Pour Juliette Leperlier, la pâte de verre est bien plus qu’un simple matériau, c’est un héritage familial. Son arrière-grand-père François Décorchemont a mis au point cette technique de moulage à la cire perdue. Son père Etienne Leperlier et son oncle Antoine (nommé Maître d’art en 1994), ont par la suite continué les recherches sur ce médium. C’est donc tout naturellement, forte de cet héritage artistique, que Juliette Leperlier a poursuivi l’aventure familiale et l’exploration de la pâte de verre.
Formée à l’ENSAAMA puis en Master d’Arts Plastiques à la Sorbonne pour explorer de nouvelles techniques et s’éloigner de l’héritage familial, Juliette n’est pas « revenue » à la pâte de verre mais a entamé une nouvelle exploration de cette matière après ses études.
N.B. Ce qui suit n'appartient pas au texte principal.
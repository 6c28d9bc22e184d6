//! The value encoding: `bincode` with its standard configuration.
//!
//! Decoding never trusts a length prefix further than the input could back it. bincode claims the
//! in-memory size of everything it decodes against a limit before allocating, so a corrupted prefix
//! (or the garbage a wrong dictionary produces) fails with `DecodeError::LimitExceeded` instead of
//! aborting the process on a huge allocation.

use std::cmp;
use std::io::{Read, Write};
use bincode::config;
use bincode::error::{DecodeError, EncodeError};
use serde::de::DeserializeOwned;
use serde::Serialize;

/// Upper bound on what decoding a single value may claim, whatever the input size.
#[cfg(target_pointer_width = "64")]
pub const MAX_VALUE_BYTES: usize = 1 << 34;
#[cfg(not(target_pointer_width = "64"))]
pub const MAX_VALUE_BYTES: usize = 1 << 30;

/// bincode claims primitives at their in-memory size; a varint u128 claims 16 bytes for one input byte.
const CLAIMS_PER_INPUT_BYTE: usize = 16;

// limits are const generics, so inputs are sorted into a few tiers
const SMALL_LIMIT: usize = 1 << 24;
const MEDIUM_LIMIT: usize = 1 << 28;

/// The most a value decoded from `input_bound` bytes of encoding can legitimately claim.
pub(crate) fn claim_limit(input_bound: usize) -> usize {
    cmp::min(input_bound.saturating_mul(CLAIMS_PER_INPUT_BYTE), MAX_VALUE_BYTES)
}

pub(crate) fn encode_into<T: Serialize + ?Sized, W: Write>(value: &T, writer: &mut W) -> Result<usize, EncodeError> {
    bincode::serde::encode_into_std_write(value, writer, config::standard())
}

pub(crate) fn encode_to_vec<T: Serialize + ?Sized>(value: &T) -> Result<Vec<u8>, EncodeError> {
    bincode::serde::encode_to_vec(value, config::standard())
}

/// Decode from a reader that can produce at most `input_bound` bytes.
pub(crate) fn decode_from<T: DeserializeOwned, R: Read>(reader: &mut R, input_bound: usize) -> Result<T, DecodeError> {
    let limit = claim_limit(input_bound);
    if limit <= SMALL_LIMIT {
        bincode::serde::decode_from_std_read(reader, config::standard().with_limit::<SMALL_LIMIT>())
    } else if limit <= MEDIUM_LIMIT {
        bincode::serde::decode_from_std_read(reader, config::standard().with_limit::<MEDIUM_LIMIT>())
    } else {
        bincode::serde::decode_from_std_read(reader, config::standard().with_limit::<MAX_VALUE_BYTES>())
    }
}

pub(crate) fn decode_from_slice<T: DeserializeOwned>(bytes: &[u8]) -> Result<T, DecodeError> {
    let limit = claim_limit(bytes.len());
    let (value, _) = if limit <= SMALL_LIMIT {
        bincode::serde::decode_from_slice::<T, _>(bytes, config::standard().with_limit::<SMALL_LIMIT>())?
    } else if limit <= MEDIUM_LIMIT {
        bincode::serde::decode_from_slice::<T, _>(bytes, config::standard().with_limit::<MEDIUM_LIMIT>())?
    } else {
        bincode::serde::decode_from_slice::<T, _>(bytes, config::standard().with_limit::<MAX_VALUE_BYTES>())?
    };
    Ok(value)
}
Après avoir assisté son père pendant 4 ans, elle reprend l’atelier familial en 2014, se consacrant à une création inspirée de formes organiques et naturelles, jouant sur l’opacité et la transparence. Elle aime les courbes plus que les angles droits, s’attache à trouver une cohérence entre la forme et la matière dans ses œuvres.
2014 – lauréate du prix régional des Ateliers d’Art de France
Juliette explore les matériaux translucides à travers la photographie, jouant avec l’instantanéité figée du médium et crée ses propres couleurs. Elle recycle également ses chutes.
Lorsque son père décède, Juliette reprend l’atelier et se réapproprie la technique mise au point un siècle plus tôt par son arrière-grand-père. Investie dans la transmission, elle a obtenu la certification Qualiopi pour dispenser des formations payantes et propose 3 ou 4 fois par an des stages de sculpture sur verre. Juliette accueil également des stagiaires chaque année : « J’aime beaucoup transmettre les connaissances que j’ai moi-même apprises ici, dans cet atelier.”
Son travail est régulièrement présenté dans des musées ou des galeries, notamment le musée du Verre de Sars Poterie, la Galerie Internationale du verre de Biot, la galerie Capazza, ou la Continuum Gallery en Allemagne. Une de ses œuvres a été sélectionnée pour faire l’affiche du Salon Souffle à Louviers en 2024.
L’atelier resté en l’état de son père nécessite une modernisation, notamment la réparation et le remplacement de machines, l’acquisition de platines, d’un extracteur de poussière cruciale pour la santé des stagiaires ainsi qu’une ponceuse pneumatique et une table élévatrice. Afin de garantir une offre de formation de qualité et de prévenir les risques de santé, Juliette a sollicité le soutien de la Fondation pour moderniser son atelier.